■ Assignment ■
Within the entries that follow, show each line where the word "already" occurs.

■ Data provided ■
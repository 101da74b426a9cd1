#![forbid(unsafe_code)]

//! Server-side change tracker.
//!
//! [`ServerUpdateManager`] turns the stream of tree mutations of one cycle
//! into a minimal set of [`ServerComponentUpdate`] records.
//!
//! # Rules
//!
//! - Additions are recorded against the parent in the order they happen.
//!   A component that is attached again after a removal is taken back out of
//!   every `removed_descendants` set.
//! - A removal records the child, snapshots its descendants, and drops every
//!   record keyed by a component of the removed subtree. The removals those
//!   records held are folded into the surviving parent.
//! - Property writes keep the pre-cycle value as `old`; a write back to it
//!   cancels the entry.
//! - Updates inside a subtree already queued as added are not recorded,
//!   since the client renders that subtree from scratch.
//! - Detached and (unless configured otherwise) hidden components are not
//!   tracked.
//!
//! # State machine
//!
//! `Normal -> FullRefresh` when the root window's content is replaced or on
//! an explicit [`ServerUpdateManager::process_full_refresh`]. While in full
//! refresh only removals are tracked, so that stale client state can still
//! be disposed. `purge` returns to `Normal`.

use indexmap::IndexMap;
use tandem_core::{ComponentId, ComponentTree, PropertyName, PropertyValue};
use tracing::{debug, trace};

use crate::config::SyncConfig;
use crate::update::ServerComponentUpdate;

/// Records server-side mutations for one cycle.
#[derive(Debug, Clone, Default)]
pub struct ServerUpdateManager {
    config: SyncConfig,
    records: IndexMap<ComponentId, ServerComponentUpdate>,
    /// Present while a full refresh is pending; keyed by the root.
    full_refresh: Option<ServerComponentUpdate>,
}

impl ServerUpdateManager {
    #[must_use]
    pub fn new(config: SyncConfig) -> Self {
        Self {
            config,
            records: IndexMap::new(),
            full_refresh: None,
        }
    }

    #[must_use]
    pub const fn config(&self) -> &SyncConfig {
        &self.config
    }

    /// `child` was attached to `parent`.
    pub fn process_component_add(
        &mut self,
        tree: &ComponentTree,
        parent: ComponentId,
        child: ComponentId,
    ) {
        self.reconcile_reattached(tree, child);
        if self.full_refresh.is_some() || !self.is_tracked(tree, child) {
            return;
        }
        if self.config.coalesce_added_subtrees && self.is_ancestor_being_added(tree, parent) {
            trace!(%parent, %child, "add inside added subtree");
            return;
        }
        self.record(parent).add_child(child);
    }

    /// `child` was detached from `parent`.
    pub fn process_component_remove(
        &mut self,
        tree: &ComponentTree,
        parent: ComponentId,
        child: ComponentId,
    ) {
        if !self.config.track_hidden_components && !tree.is_visible(child) {
            // Never rendered, or already reported gone when it was hidden.
            self.drop_subtree_records(tree, parent, child);
            return;
        }
        self.record_removal(tree, parent, child);
    }

    /// A property of `component` changed from `old` to `new`.
    ///
    /// `old` must be the value the client last saw, which differs from the
    /// tree's previous value when client input was applied this cycle.
    pub fn process_property_update(
        &mut self,
        tree: &ComponentTree,
        component: ComponentId,
        name: PropertyName,
        old: PropertyValue,
        new: PropertyValue,
    ) {
        if self.full_refresh.is_some() || !self.is_tracked(tree, component) {
            trace!(%component, %name, "untracked property update");
            return;
        }
        if self.config.coalesce_added_subtrees && self.is_ancestor_being_added(tree, component) {
            return;
        }
        self.record(component).update_property(name, old, new);
    }

    /// The layout data of `child` changed.
    pub fn process_layout_data_update(
        &mut self,
        tree: &ComponentTree,
        parent: ComponentId,
        child: ComponentId,
    ) {
        if self.full_refresh.is_some() || !self.is_tracked(tree, child) {
            return;
        }
        if self.config.coalesce_added_subtrees && self.is_ancestor_being_added(tree, child) {
            return;
        }
        self.record(parent).update_layout_data(child);
    }

    /// The `Visible` flag of `component` flipped.
    ///
    /// Without hidden tracking, hiding is a removal and showing an addition.
    pub fn process_visibility_update(&mut self, tree: &ComponentTree, component: ComponentId) {
        if self.config.track_hidden_components {
            return;
        }
        let Some(parent) = tree.parent(component) else {
            return;
        };
        if tree.is_visible(component) {
            self.process_component_add(tree, parent, component);
        } else {
            self.record_removal(tree, parent, component);
        }
    }

    /// Drop a pending property entry, typically because client input made it
    /// moot.
    pub fn cancel_property_update(&mut self, component: ComponentId, name: &PropertyName) {
        if let Some(record) = self.records.get_mut(&component)
            && record.cancel_property(name).is_some()
        {
            trace!(%component, %name, "property update cancelled");
        }
    }

    /// The pre-cycle value of a property with a pending entry.
    #[must_use]
    pub fn original_value(
        &self,
        component: ComponentId,
        name: &PropertyName,
    ) -> Option<&PropertyValue> {
        self.records
            .get(&component)?
            .updated_property(name)
            .map(|update| &update.old)
    }

    /// Non-empty records, parents before children.
    ///
    /// Ties keep discovery order. While a full refresh is pending this is
    /// the single root record carrying the removals.
    #[must_use]
    pub fn server_component_updates(&self, tree: &ComponentTree) -> Vec<&ServerComponentUpdate> {
        if let Some(refresh) = &self.full_refresh {
            return if refresh.is_empty() {
                Vec::new()
            } else {
                vec![refresh]
            };
        }
        let mut updates: Vec<_> = self
            .records
            .values()
            .filter(|record| !record.is_empty() && tree.is_attached(record.parent()))
            .collect();
        updates.sort_by_key(|record| tree.depth(record.parent()).unwrap_or(usize::MAX));
        updates
    }

    /// The record for `component`, if any.
    #[must_use]
    pub fn update_for(&self, component: ComponentId) -> Option<&ServerComponentUpdate> {
        self.records.get(&component)
    }

    #[must_use]
    pub const fn is_full_refresh_required(&self) -> bool {
        self.full_refresh.is_some()
    }

    /// Switch to full refresh, keeping the removals recorded so far.
    pub fn process_full_refresh(&mut self, tree: &ComponentTree) {
        if self.full_refresh.is_some() {
            return;
        }
        let mut refresh = ServerComponentUpdate::new(tree.root());
        for record in self.records.values() {
            refresh.append_removed_descendants(record);
        }
        refresh.retain_removed_descendants(|id| !tree.is_attached(*id));
        debug!(
            discarded = self.records.len(),
            removed = refresh.removed_descendants().len(),
            "full refresh required"
        );
        self.records.clear();
        self.full_refresh = Some(refresh);
    }

    /// Discard everything recorded and return to normal mode.
    pub fn purge(&mut self) {
        if !self.records.is_empty() || self.full_refresh.is_some() {
            debug!(
                records = self.records.len(),
                full_refresh = self.full_refresh.is_some(),
                "purged server updates"
            );
        }
        self.records.clear();
        self.full_refresh = None;
    }

    fn record(&mut self, component: ComponentId) -> &mut ServerComponentUpdate {
        self.records
            .entry(component)
            .or_insert_with(|| ServerComponentUpdate::new(component))
    }

    fn is_tracked(&self, tree: &ComponentTree, component: ComponentId) -> bool {
        if self.config.track_hidden_components {
            tree.is_attached(component)
        } else {
            tree.is_render_visible(component)
        }
    }

    /// Whether `component` itself, or one of its ancestors, is queued as an
    /// added child this cycle.
    fn is_ancestor_being_added(&self, tree: &ComponentTree, component: ComponentId) -> bool {
        let mut child = component;
        while let Some(parent) = tree.parent(child) {
            if self
                .records
                .get(&parent)
                .is_some_and(|record| record.has_added_child(child))
            {
                return true;
            }
            child = parent;
        }
        false
    }

    fn record_removal(&mut self, tree: &ComponentTree, parent: ComponentId, child: ComponentId) {
        if !self.is_tracked(tree, parent) {
            self.drop_subtree_records(tree, parent, child);
            return;
        }
        if self.full_refresh.is_none()
            && self.config.full_refresh_on_root_replace
            && parent == tree.root()
        {
            self.process_full_refresh(tree);
        }

        let descendants = tree.descendants(child);
        if let Some(refresh) = self.full_refresh.as_mut() {
            refresh.extend_removed_descendants(std::iter::once(child));
            refresh.extend_removed_descendants(descendants.iter().copied());
            return;
        }

        let doomed = self.take_records(child, &descendants);
        if self.config.coalesce_added_subtrees && self.is_ancestor_being_added(tree, parent) {
            trace!(%parent, %child, "removal inside added subtree");
            return;
        }
        let record = self.record(parent);
        record.remove_child(child);
        record.extend_removed_descendants(descendants);
        for doomed in &doomed {
            record.append_removed_descendants(doomed);
        }
    }

    /// Drop records of a subtree the client never saw, keeping their
    /// removals on the parent's record if it has one.
    fn drop_subtree_records(&mut self, tree: &ComponentTree, parent: ComponentId, child: ComponentId) {
        let descendants = tree.descendants(child);
        let doomed = self.take_records(child, &descendants);
        if let Some(record) = self.records.get_mut(&parent) {
            for doomed in &doomed {
                record.append_removed_descendants(doomed);
            }
        }
    }

    fn take_records(
        &mut self,
        child: ComponentId,
        descendants: &[ComponentId],
    ) -> Vec<ServerComponentUpdate> {
        let doomed: Vec<_> = std::iter::once(&child)
            .chain(descendants)
            .filter_map(|id| self.records.shift_remove(id))
            .collect();
        if !doomed.is_empty() {
            trace!(%child, dropped = doomed.len(), "dropped records of removed subtree");
        }
        doomed
    }

    fn reconcile_reattached(&mut self, tree: &ComponentTree, child: ComponentId) {
        let mut ids = tree.descendants(child);
        ids.push(child);
        for record in self.records.values_mut() {
            record.reconcile_reattached(&ids);
        }
        if let Some(refresh) = self.full_refresh.as_mut() {
            refresh.reconcile_reattached(&ids);
        }
    }
}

■ Exercise solution ■
//! - Updates inside a subtree already queued as added are not recorded,
            // Never rendered, or already reported gone when it was hidden.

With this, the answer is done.